===== Records for processing =====
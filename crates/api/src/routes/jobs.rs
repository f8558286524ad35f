//! Route definitions for the `/jobs` resource.

use axum::routing::{get, post};
use axum::Router;

use crate::handlers::jobs;
use crate::state::AppState;
use crate::ws;

/// Routes mounted at `/jobs`.
///
/// ```text
/// GET    /                -> list_jobs
/// POST   /                -> create_job
/// GET    /{id}            -> get_job
/// GET    /{id}/logs       -> get_logs
/// POST   /{id}/cancel     -> cancel_job
/// GET    /{id}/ws         -> job_stream
/// ```
pub fn router() -> Router<AppState> {
    Router::new()
        .route("/", get(jobs::list_jobs).post(jobs::create_job))
        .route("/{id}", get(jobs::get_job))
        .route("/{id}/logs", get(jobs::get_logs))
        .route("/{id}/cancel", post(jobs::cancel_job))
        .route("/{id}/ws", get(ws::job_stream))
}
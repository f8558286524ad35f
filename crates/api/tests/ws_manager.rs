//! Unit tests for `WsManager`.
//!
//! These tests exercise the WebSocket connection manager directly, without
//! performing any HTTP upgrades. They verify add/remove semantics, targeted
//! delivery, pings and graceful shutdown behaviour.

use axum::extract::ws::Message;
use slidecast_api::ws::WsManager;
use slidecast_core::types::JobId;

// ---------------------------------------------------------------------------
// Test: new manager starts with zero connections
// ---------------------------------------------------------------------------

#[tokio::test]
async fn new_manager_has_zero_connections() {
    let manager = WsManager::new();

    assert_eq!(manager.connection_count().await, 0);
}

// ---------------------------------------------------------------------------
// Test: add() and remove() track the connection count
// ---------------------------------------------------------------------------

#[tokio::test]
async fn add_and_remove_track_connection_count() {
    let manager = WsManager::new();

    let _rx = manager.add("conn-1".to_string(), JobId::new()).await;
    assert_eq!(manager.connection_count().await, 1);

    manager.remove("conn-1").await;
    assert_eq!(manager.connection_count().await, 0);
}

// ---------------------------------------------------------------------------
// Test: remove() with unknown ID is a no-op
// ---------------------------------------------------------------------------

#[tokio::test]
async fn remove_unknown_id_is_noop() {
    let manager = WsManager::new();

    let _rx = manager.add("conn-1".to_string(), JobId::new()).await;
    manager.remove("nonexistent").await;

    assert_eq!(manager.connection_count().await, 1);
}

// ---------------------------------------------------------------------------
// Test: connections are counted per job
// ---------------------------------------------------------------------------

#[tokio::test]
async fn connections_for_job_counts_only_that_job() {
    let manager = WsManager::new();
    let job_a = JobId::new();
    let job_b = JobId::new();

    let _rx1 = manager.add("conn-1".to_string(), job_a).await;
    let _rx2 = manager.add("conn-2".to_string(), job_a).await;
    let _rx3 = manager.add("conn-3".to_string(), job_b).await;

    assert_eq!(manager.connections_for_job(&job_a).await, 2);
    assert_eq!(manager.connections_for_job(&job_b).await, 1);
    assert_eq!(manager.connections_for_job(&JobId::new()).await, 0);
}

// ---------------------------------------------------------------------------
// Test: send() reaches only the addressed connection
// ---------------------------------------------------------------------------

#[tokio::test]
async fn send_targets_one_connection() {
    let manager = WsManager::new();
    let job_id = JobId::new();

    let mut rx1 = manager.add("conn-1".to_string(), job_id).await;
    let mut rx2 = manager.add("conn-2".to_string(), job_id).await;

    assert!(manager.send("conn-1", Message::Text("hello".into())).await);

    match rx1.try_recv() {
        Ok(Message::Text(text)) => assert_eq!(text.as_str(), "hello"),
        other => panic!("Expected Text frame, got {other:?}"),
    }
    assert!(rx2.try_recv().is_err());
}

// ---------------------------------------------------------------------------
// Test: send() reports unknown or closed connections
// ---------------------------------------------------------------------------

#[tokio::test]
async fn send_reports_unknown_and_closed_connections() {
    let manager = WsManager::new();

    assert!(!manager.send("missing", Message::Text("x".into())).await);

    let rx = manager.add("conn-1".to_string(), JobId::new()).await;
    drop(rx);
    assert!(!manager.send("conn-1", Message::Text("x".into())).await);
}

// ---------------------------------------------------------------------------
// Test: ping_all() pings every connection and skips closed channels
// ---------------------------------------------------------------------------

#[tokio::test]
async fn ping_all_reaches_open_connections() {
    let manager = WsManager::new();

    let mut rx1 = manager.add("conn-1".to_string(), JobId::new()).await;
    let rx2 = manager.add("conn-2".to_string(), JobId::new()).await;
    drop(rx2);

    manager.ping_all().await;

    assert!(matches!(rx1.try_recv(), Ok(Message::Ping(_))));
}

// ---------------------------------------------------------------------------
// Test: shutdown_all() sends Close and clears all connections
// ---------------------------------------------------------------------------

#[tokio::test]
async fn shutdown_all_sends_close_and_clears() {
    let manager = WsManager::new();

    let mut rx1 = manager.add("conn-1".to_string(), JobId::new()).await;
    let mut rx2 = manager.add("conn-2".to_string(), JobId::new()).await;

    manager.shutdown_all().await;

    assert_eq!(manager.connection_count().await, 0);
    assert!(matches!(rx1.try_recv(), Ok(Message::Close(None))));
    assert!(matches!(rx2.try_recv(), Ok(Message::Close(None))));
}

// ---------------------------------------------------------------------------
// Test: adding with duplicate ID replaces the previous connection
// ---------------------------------------------------------------------------

#[tokio::test]
async fn duplicate_id_replaces_previous_connection() {
    let manager = WsManager::new();

    let mut old_rx = manager.add("conn-1".to_string(), JobId::new()).await;
    let mut new_rx = manager.add("conn-1".to_string(), JobId::new()).await;

    assert_eq!(manager.connection_count().await, 1);

    manager.send("conn-1", Message::Text("to-new".into())).await;
    assert!(new_rx.try_recv().is_ok());
    // The old sender was dropped with the replaced entry.
    assert!(old_rx.try_recv().is_err());
}
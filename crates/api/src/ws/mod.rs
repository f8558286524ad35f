//! WebSocket infrastructure for live job streams.
//!
//! Provides connection management, heartbeat monitoring, and the HTTP
//! upgrade handler that attaches a connection to a job's event stream.

mod handler;
mod heartbeat;
pub mod manager;

pub use handler::job_stream;
pub use heartbeat::start_heartbeat;
pub use manager::WsManager;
=====
▶ **Requirement**
Within the data above, how many lines include the string "Router"? Only the number is required.

▶ **Response below**
3